Which C semantics to embed in the front-end of a formally verified compiler?

We have been developing and formally verifying in Coq a moderately optimising compiler (called Compcert) for a large subset of the C language. This compiler comprises a back-end translating the Cminor intermediate language to PowerPC assembly code and a front-end translating the Clight subset of C to Cminor. Clight features all the types and operators of C as well as all the structured control statements of C, but excludes unstructured control. We have re-architected a previous front-end around the use of the CIL library. CIL provides an industrial-strength parser and type-checker for the C language, as well as a simplifier that eliminates or explicates many features of this language. CIL is written in Caml and is also used in other tools dedicated to the verification of C programs. As CIL performs too many simplifications, we have deactivated those that are not wanted in the context of a verified compiler. Our formalisation of C in Coq has been extended in two ways. Firstly, the abstract syntax describes a larger subset of C. For example, recursive struct and union types have been defined using a μ operator, and a limited switch statement has been added in the three languages of the front-end. Secondly, the semantics of C is defined coinductively using natural semantics rules for divergence, thus modelling non-terminating programs. The proofs of semantic preservation of the front-end have also been reused and extended in order to handle our new Clight language.
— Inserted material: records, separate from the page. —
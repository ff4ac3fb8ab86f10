use std::collections::HashMap;
use std::sync::Arc;

use async_trait::async_trait;
use tokio::sync::RwLock;

use crate::error::{AppError, AppResult};
use crate::models::{User, UserChanges, Workspace, WorkspaceChanges, WorkspaceMember};
use crate::store::IdentityStore;

#[derive(Default)]
struct Tables {
    users: HashMap<String, User>,
    workspaces: HashMap<String, Workspace>,
    // Insertion order doubles as join order.
    members: Vec<WorkspaceMember>,
}

impl Tables {
    fn has_member(&self, user_id: &str, workspace_id: &str) -> bool {
        self.members
            .iter()
            .any(|m| m.user_id == user_id && m.workspace_id == workspace_id)
    }

    /// Mirrors the foreign keys on `workspaces.owner_id` and `workspace_members`.
    /// PostgreSQL surfaces these as database errors, so they map to a 500 here too.
    fn check_user(&self, user_id: &str, table: &str) -> AppResult<()> {
        if self.users.contains_key(user_id) {
            Ok(())
        } else {
            Err(AppError::Internal(format!(
                "{} references missing user {}",
                table, user_id
            )))
        }
    }

    fn check_workspace(&self, workspace_id: &str) -> AppResult<()> {
        if self.workspaces.contains_key(workspace_id) {
            Ok(())
        } else {
            Err(AppError::Internal(format!(
                "workspace_members references missing workspace {}",
                workspace_id
            )))
        }
    }

    fn slug_taken(&self, slug: &str, except_id: Option<&str>) -> bool {
        self.workspaces
            .values()
            .any(|w| w.slug == slug && Some(w.id.as_str()) != except_id)
    }

    fn remove_user(&mut self, id: &str) -> bool {
        if self.users.remove(id).is_none() {
            return false;
        }
        // Mirrors ON DELETE CASCADE on owner_id and workspace_members.user_id.
        let owned: Vec<String> = self
            .workspaces
            .values()
            .filter(|w| w.owner_id == id)
            .map(|w| w.id.clone())
            .collect();
        for workspace_id in owned {
            self.remove_workspace(&workspace_id);
        }
        self.members.retain(|m| m.user_id != id);
        true
    }

    fn remove_workspace(&mut self, id: &str) -> bool {
        if self.workspaces.remove(id).is_none() {
            return false;
        }
        self.members.retain(|m| m.workspace_id != id);
        true
    }
}

/// In-process store with the same observable semantics as the PostgreSQL one,
/// including unique keys, foreign keys and cascading deletes.
#[derive(Clone, Default)]
pub struct MemoryIdentityStore {
    tables: Arc<RwLock<Tables>>,
}

impl MemoryIdentityStore {
    pub fn new() -> Self {
        Self::default()
    }

    pub async fn user(&self, id: &str) -> Option<User> {
        self.tables.read().await.users.get(id).cloned()
    }

    pub async fn workspace(&self, id: &str) -> Option<Workspace> {
        self.tables.read().await.workspaces.get(id).cloned()
    }

    pub async fn members_of(&self, workspace_id: &str) -> Vec<WorkspaceMember> {
        self.tables
            .read()
            .await
            .members
            .iter()
            .filter(|m| m.workspace_id == workspace_id)
            .cloned()
            .collect()
    }

    pub async fn user_count(&self) -> usize {
        self.tables.read().await.users.len()
    }
}

#[async_trait]
impl IdentityStore for MemoryIdentityStore {
    async fn insert_user(&self, user: &User) -> AppResult<()> {
        let mut tables = self.tables.write().await;
        if tables.users.contains_key(&user.id) {
            return Err(AppError::Conflict(format!("User {} already exists", user.id)));
        }
        tables.users.insert(user.id.clone(), user.clone());
        Ok(())
    }

    async fn update_user(&self, id: &str, changes: &UserChanges) -> AppResult<()> {
        let mut tables = self.tables.write().await;
        let user = tables
            .users
            .get_mut(id)
            .ok_or_else(|| AppError::NotFound(format!("User {}", id)))?;
        user.email = changes.email.clone();
        user.name = changes.name.clone();
        user.image = changes.image.clone();
        Ok(())
    }

    async fn delete_users(&self, id: &str) -> AppResult<u64> {
        let removed = self.tables.write().await.remove_user(id);
        Ok(u64::from(removed))
    }

    async fn delete_user(&self, id: &str) -> AppResult<()> {
        if self.tables.write().await.remove_user(id) {
            Ok(())
        } else {
            Err(AppError::NotFound(format!("User {}", id)))
        }
    }

    async fn find_user_by_email(&self, email: &str) -> AppResult<Option<User>> {
        let tables = self.tables.read().await;
        Ok(tables
            .users
            .values()
            .find(|u| !u.email.is_empty() && u.email.eq_ignore_ascii_case(email))
            .cloned())
    }

    async fn create_workspace_with_owner(
        &self,
        workspace: &Workspace,
        owner: &WorkspaceMember,
    ) -> AppResult<()> {
        let mut tables = self.tables.write().await;
        // Validate both rows before writing either one.
        if tables.workspaces.contains_key(&workspace.id) {
            return Err(AppError::Conflict(format!(
                "Workspace {} already exists",
                workspace.id
            )));
        }
        if tables.slug_taken(&workspace.slug, None) {
            return Err(AppError::Conflict(format!(
                "Workspace slug {} already exists",
                workspace.slug
            )));
        }
        if tables.has_member(&owner.user_id, &owner.workspace_id) {
            return Err(AppError::Conflict(format!(
                "Membership {}/{} already exists",
                owner.workspace_id, owner.user_id
            )));
        }
        tables.check_user(&workspace.owner_id, "workspaces")?;
        tables.check_user(&owner.user_id, "workspace_members")?;
        if owner.workspace_id != workspace.id {
            tables.check_workspace(&owner.workspace_id)?;
        }
        tables
            .workspaces
            .insert(workspace.id.clone(), workspace.clone());
        tables.members.push(owner.clone());
        Ok(())
    }

    async fn update_workspace(&self, id: &str, changes: &WorkspaceChanges) -> AppResult<()> {
        let mut tables = self.tables.write().await;
        if !tables.workspaces.contains_key(id) {
            return Err(AppError::NotFound(format!("Workspace {}", id)));
        }
        if tables.slug_taken(&changes.slug, Some(id)) {
            return Err(AppError::Conflict(format!(
                "Workspace slug {} already exists",
                changes.slug
            )));
        }
        if let Some(workspace) = tables.workspaces.get_mut(id) {
            workspace.name = changes.name.clone();
            workspace.slug = changes.slug.clone();
            workspace.image_url = changes.image_url.clone();
        }
        Ok(())
    }

    async fn delete_workspace(&self, id: &str) -> AppResult<()> {
        if self.tables.write().await.remove_workspace(id) {
            Ok(())
        } else {
            Err(AppError::NotFound(format!("Workspace {}", id)))
        }
    }

    async fn insert_member(&self, member: &WorkspaceMember) -> AppResult<()> {
        let mut tables = self.tables.write().await;
        if tables.has_member(&member.user_id, &member.workspace_id) {
            return Err(AppError::Conflict(format!(
                "Membership {}/{} already exists",
                member.workspace_id, member.user_id
            )));
        }
        tables.check_user(&member.user_id, "workspace_members")?;
        tables.check_workspace(&member.workspace_id)?;
        tables.members.push(member.clone());
        Ok(())
    }

    async fn first_workspace_for_user(&self, user_id: &str) -> AppResult<Option<String>> {
        let tables = self.tables.read().await;
        Ok(tables
            .members
            .iter()
            .find(|m| m.user_id == user_id)
            .map(|m| m.workspace_id.clone()))
    }

    async fn ping(&self) -> AppResult<()> {
        Ok(())
    }
}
The main difficulty while designing our semantics of Clight was to find the right level of abstraction between on the one hand a precise semantics enabling the proof of correctness properties of non-trivial code transformations as performed by a compiler, and on the other hand a semantics that is less strict than the C standard. For example, thanks to an abstract memory model , some popular violations of the C standard are specified in our semantics, but many other violations cannot be accounted for. As a result of this work, the Compcert compiler is now able to compile some realistic examples of C source code.